Last but not least, an underactive thyroid is also likely to lead to unexpected weight gain. Your thyroid is a gland that produces hormones that play a role in a wide variety of body functions, several of which are metabolic in nature. If your thyroid isn’t functioning optimally for whatever reason, it may result in an unexpected increase in body fat.

The Impact of Alcohol: Empty Calories That Add Up

If you’re asking the question “Why am I not losing weight in a calorie deficit?” and you happen to have a strong penchant for imbibing alcoholic beverages, that may be your answer.

First of all, many alcoholic beverages are high in calories; this is especially true of certain beers and mixed drinks. If you’re a habitual social drinker, and you socialize frequently, drinking just a few of the wrong drinks can undermine any chance you had of losing weight on that particular day.

On top of the disruption caused by the calories from alcohol, there’s the unique way your body responds to its presence. In essence, once you consume a drink, your body perceives alcohol as poisonous, and begins to do everything in its presence to get rid of it. 
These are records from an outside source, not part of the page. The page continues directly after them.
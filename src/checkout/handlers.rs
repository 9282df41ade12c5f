use axum::extract::{Json, State};
use diesel::prelude::*;
use diesel_async::{AsyncConnection, RunQueryDsl, scoped_futures::ScopedFutureExt};
use tracing::warn;
use validator::Validate;

use super::models::{CheckoutRequest, CheckoutResponse, price_cart};
use crate::delivery::handlers::load_bands;
use crate::delivery::models::pick_fee;
use crate::notification::handlers::record;
use crate::notification::models::{NewNotification, ShopEvent, kind};
use crate::order::handlers::customer_contact;
use crate::order::models::{NewOrder, NewOrderItem, Order, OrderStatus, item_status};
use crate::payments::{CreateSessionRequest, SessionLineItem, client::to_minor_units};
use crate::product::models::Product;
use crate::rmq;
use crate::state::AppState;
use crate::utils::AppError;

/// Creates a hosted checkout session and records the matching pending
/// order. Everything the gateway charges is derived server-side: prices
/// and weights come from the catalog and the delivery fee from the
/// configured weight bands, so a tampered payload can only change
/// quantities of real products.
pub async fn create_checkout(
    State(state): State<AppState>,
    Json(payload): Json<CheckoutRequest>,
) -> Result<Json<CheckoutResponse>, AppError> {
    use buks_shop::schema::{order_items, orders, products};

    payload.validate()?;

    let mut conn = state.pool.get().await?;

    let ids: Vec<i32> = payload.items.iter().map(|i| i.product_id).collect();
    let catalog: Vec<Product> = products::table
        .filter(products::id.eq_any(&ids))
        .select(Product::as_select())
        .load(&mut conn)
        .await?;

    let cart = price_cart(&catalog, &payload.items)?;

    let bands = load_bands(&mut conn).await?;
    let delivery_fee = pick_fee(&bands, cart.total_weight);
    let total_amount = cart.subtotal + delivery_fee;

    let contact = customer_contact(&mut conn, payload.customer_id).await?;

    let mut line_items: Vec<SessionLineItem> = cart
        .lines
        .iter()
        .map(|line| SessionLineItem {
            name: line.name.clone(),
            description: line.description.clone(),
            image_url: line.image_url.clone(),
            unit_amount: to_minor_units(line.unit_price),
            quantity: line.quantity as i64,
        })
        .collect();
    if delivery_fee > 0.0 {
        line_items.push(SessionLineItem {
            name: "Delivery Fee".to_string(),
            description: format!("Shipping for a {:.2}kg package", cart.total_weight),
            image_url: None,
            unit_amount: to_minor_units(delivery_fee),
            quantity: 1,
        });
    }

    let session = state
        .payments
        .create_checkout_session(&CreateSessionRequest {
            currency: state.config.currency.clone(),
            customer_email: contact.email.clone(),
            success_url: format!(
                "{}/success?session_id={{CHECKOUT_SESSION_ID}}",
                state.config.base_url
            ),
            cancel_url: format!("{}/cart", state.config.base_url),
            line_items,
        })
        .await?;

    let new_order = NewOrder {
        customer_id: payload.customer_id,
        status: OrderStatus::Pending.as_str().to_string(),
        subtotal: cart.subtotal,
        delivery_fee,
        total_amount,
        total_weight: cart.total_weight,
        currency: state.config.currency.clone(),
        payment_provider: "stripe".to_string(),
        provider_session_id: Some(session.id.clone()),
    };

    let admin_user_id = state.config.admin_user_id;
    let contact_name = contact.name.clone();
    let contact_email = contact.email.clone();
    let order = conn
        .transaction::<Order, AppError, _>(|conn| {
            async move {
                let order: Order = diesel::insert_into(orders::table)
                    .values(&new_order)
                    .returning(Order::as_returning())
                    .get_result(conn)
                    .await?;

                let items: Vec<NewOrderItem> = cart
                    .lines
                    .iter()
                    .map(|line| NewOrderItem {
                        order_id: order.id,
                        product_id: line.product_id,
                        quantity: line.quantity,
                        unit_price: line.unit_price,
                        total_price: line.line_total(),
                        status: item_status::PENDING.to_string(),
                    })
                    .collect();
                diesel::insert_into(order_items::table)
                    .values(&items)
                    .execute(conn)
                    .await?;

                let mut rows = vec![NewNotification {
                    user_id: admin_user_id,
                    message: format!("New order (#{}) placed by {contact_name}.", order.id),
                    kind: kind::ORDER_PLACED.to_string(),
                    customer_name: Some(contact_name.clone()),
                    customer_email: contact_email,
                }];
                if let Some(customer_id) = new_order.customer_id {
                    rows.push(NewNotification {
                        user_id: customer_id,
                        message: format!(
                            "You placed an order (#{}). We'll let you know when it ships.",
                            order.id
                        ),
                        kind: kind::ORDER_PLACED.to_string(),
                        customer_name: None,
                        customer_email: None,
                    });
                }
                record(conn, rows).await?;

                Ok(order)
            }
            .scope_boxed()
        })
        .await?;

    let event = ShopEvent::OrderPlaced {
        order_id: order.id,
        customer_name: Some(contact.name),
        customer_email: contact.email,
        total_amount,
        currency: state.config.currency.clone(),
    };
    if let Err(e) = rmq::publish_event(&state.config, &event).await {
        warn!("failed to publish order event: {e}");
    }

    Ok(Json(CheckoutResponse {
        url: session.url,
        session_id: session.id,
        order_id: order.id,
    }))
}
Once that happens, fat oxidation is reduced as your body burns the calories from the alcohol first, and therefore will burn fewer calories from other sources. To put it mildly, the hour or so after you’ve consumed alcohol is the wrong time to eat a cheesecake, as your body stores consumed food as fat more rapidly after you drink.

Focusing on the Scale Instead of Overall Health

People don’t always want to hear this piece of advice, but the number on the scale isn’t everything, at least not all the time. While it’s certainly true that if you’re overweight — or even struggling with obesity — monitoring how much food you’re consuming in an effort to lose weight is a smart move, weight loss isn’t always something to be prioritized.

When it comes to recomposing your body, getting adequate nutrition — including quality sources of protein — is essential to preserving your muscle math and your overall health. Neglecting to acknowledge the necessity of certain types of food or vitamins is going to be a detriment to your long term health if you sacrifice those nutrients for the sake of losing weight.

As you progress along your weight loss journey, you will hopefully adopt a series of healthy behaviors that will permeate every aspect of your life, from eating and sleeping practices to workout habits. If you adopt enough of these habits and maintain them for a long enough period of time, it’s reasonable to suspect that you will eventually lose body fat if it’s at an unhealthy level.

Conclusion: Rethinking the Calorie Deficit Approach

If you find that you can’t lose weight in a calorie deficit, hopefully you now recognize that there’s probably a good reason for it. In order to be in control of your own weight management process, the key is to acknowledge every piece of food that’s going into your mouth, and also control all of the other factors in your life that might be causing you to either lose weight or gain weight. 

That way, no matter what your current weight may be, you’ll know how to adjust your calorie needs and your habits in order to achieve the body type you want.

References:

  1. Benton D, Young HA. Reducing Calorie Intake May Not Help You Lose Body Weight. Perspect Psychol Sci. 2017 Sep;12(5):703-714. doi: 10.1177/1745691617690878. Epub 2017 Jun 28. PMID: 28657838; PMCID: PMC5639963.

  2. Ong HS, Sze CW, Koh TW, Coppack SW. How 40 kilograms of fluid retention can be overlooked: two case reports. Cases J. 2009 Jan 8;2(1):33. doi: 10.1186/1757-1626-2-33. PMID: 19133159; PMCID: PMC2628868.

  3. Nedeltcheva AV, Kilkus JM, Imperial J, Schoeller DA, Penev PD. Insufficient sleep undermines dietary efforts to reduce adiposity. Ann Intern Med. 2010 Oct 5;153(7):435-41. doi: 10.7326/0003-4819-153-7-201010050-00006. PMID: 20921542; PMCID: PMC2951287.